▶ _WHAT IS REQUIRED_
Please output exactly the run of lines that starts at the line with "Some(hash) if !hash.is_empty()" and ends at the last line of the records below.

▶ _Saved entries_
*** Block opens ***

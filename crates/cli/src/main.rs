//! Chloramine: inspects and creates extension containers.
//!
//! - `info`: print the manifest of a container
//! - `wrap`: prefix a payload file with a freshly built manifest
//! - `version`: print tool version and build info

mod commands;
mod config;
mod error;
mod format;
mod parse;

use std::fs::File;
use std::io::{BufReader, BufWriter};
use std::path::{Path, PathBuf};
use std::process;

use chloramine_manifest::{BinarySerializable, Manifest};
use tracing::debug;
use tracing_subscriber::EnvFilter;

use commands::build_cli;
use config::{WrapConfig, CONFIG_FILE_NAME};
use error::CliError;
use format::{format_count, format_info, format_json};
use parse::{matches_to_action, CliAction, WrapArgs};

fn main() {
    let matches = build_cli().get_matches();
    init_tracing(matches.get_flag("verbose"));

    let config_path = matches
        .get_one::<PathBuf>("config")
        .cloned()
        .unwrap_or_else(|| PathBuf::from(CONFIG_FILE_NAME));

    let result = matches_to_action(&matches).and_then(|action| match action {
        CliAction::Info { container, json } => run_info(&container, json),
        CliAction::Wrap(args) => run_wrap(&args, &config_path),
        CliAction::Version => {
            run_version();
            Ok(())
        }
    });

    if let Err(e) = result {
        eprintln!("{}", e);
        process::exit(1);
    }
}

fn init_tracing(verbose: bool) {
    let default_level = if verbose { "debug" } else { "warn" };
    let filter =
        EnvFilter::try_from_default_env().unwrap_or_else(|_| EnvFilter::new(default_level));
    tracing_subscriber::fmt()
        .with_env_filter(filter)
        .with_writer(std::io::stderr)
        .with_target(false)
        .init();
}

fn run_info(container: &Path, json: bool) -> Result<(), CliError> {
    let manifest = match Manifest::read_path(container) {
        Ok(manifest) => manifest,
        Err(chloramine_manifest::ManifestError::Io(e)) => return Err(CliError::io(container, e)),
        Err(e) => return Err(e.into()),
    };

    if json {
        println!("{}", format_json(&manifest)?);
    } else {
        print!("{}", format_info(&manifest));
    }
    Ok(())
}

fn run_wrap(args: &WrapArgs, config_path: &Path) -> Result<(), CliError> {
    let config = WrapConfig::load(config_path)?;
    debug!(?config, "Loaded wrap defaults");

    let input = File::open(&args.input).map_err(|e| CliError::io(&args.input, e))?;
    let content_length = input
        .metadata()
        .map_err(|e| CliError::io(&args.input, e))?
        .len();

    println!("==> Generating Manifest");
    let manifest = args.to_manifest(&config, content_length)?;
    println!(
        "Estimated Size: {} byte(s)",
        format_count(manifest.serialized_length())
    );
    println!();

    println!("==> Writing Data");
    let output = File::create(&args.container).map_err(|e| CliError::io(&args.container, e))?;
    let written = manifest.decorate(&mut BufReader::new(input), &mut BufWriter::new(output))?;
    println!("Written {} byte(s)", format_count(written));
    Ok(())
}

fn version_string() -> String {
    let version = env!("CARGO_PKG_VERSION");
    match option_env!("CHLORAMINE_COMMIT_HASH") {
        Some(hash) if !hash.is_empty() && hash != "dev" => format!("{}+git-{}", version, hash),
        _ => format!("{}+dev", version),
    }
}

fn run_version() {
    println!("Chloramine v{}", version_string());
    println!("Licensed under the terms of the Apache License, Version 2.0");
    println!();
    println!("Version: {}", env!("CARGO_PKG_VERSION"));
    println!(
        "Commit Hash: {}",
        option_env!("CHLORAMINE_COMMIT_HASH").unwrap_or("dev")
    );
}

*** Block closes ***

▶ _EXERCISE RESPONSE_
        Some(hash) if !hash.is_empty() && hash != "dev" => format!("{}+git-{}", version, hash),
        _ => format!("{}+dev", version),
    }
}

fn run_version() {
    println!("Chloramine v{}", version_string());
    println!("Licensed under the terms of the Apache License, Version 2.0");
    println!();
    println!("Version: {}", env!("CARGO_PKG_VERSION"));
    println!(
        "Commit Hash: {}",
        option_env!("CHLORAMINE_COMMIT_HASH").unwrap_or("dev")
    );
}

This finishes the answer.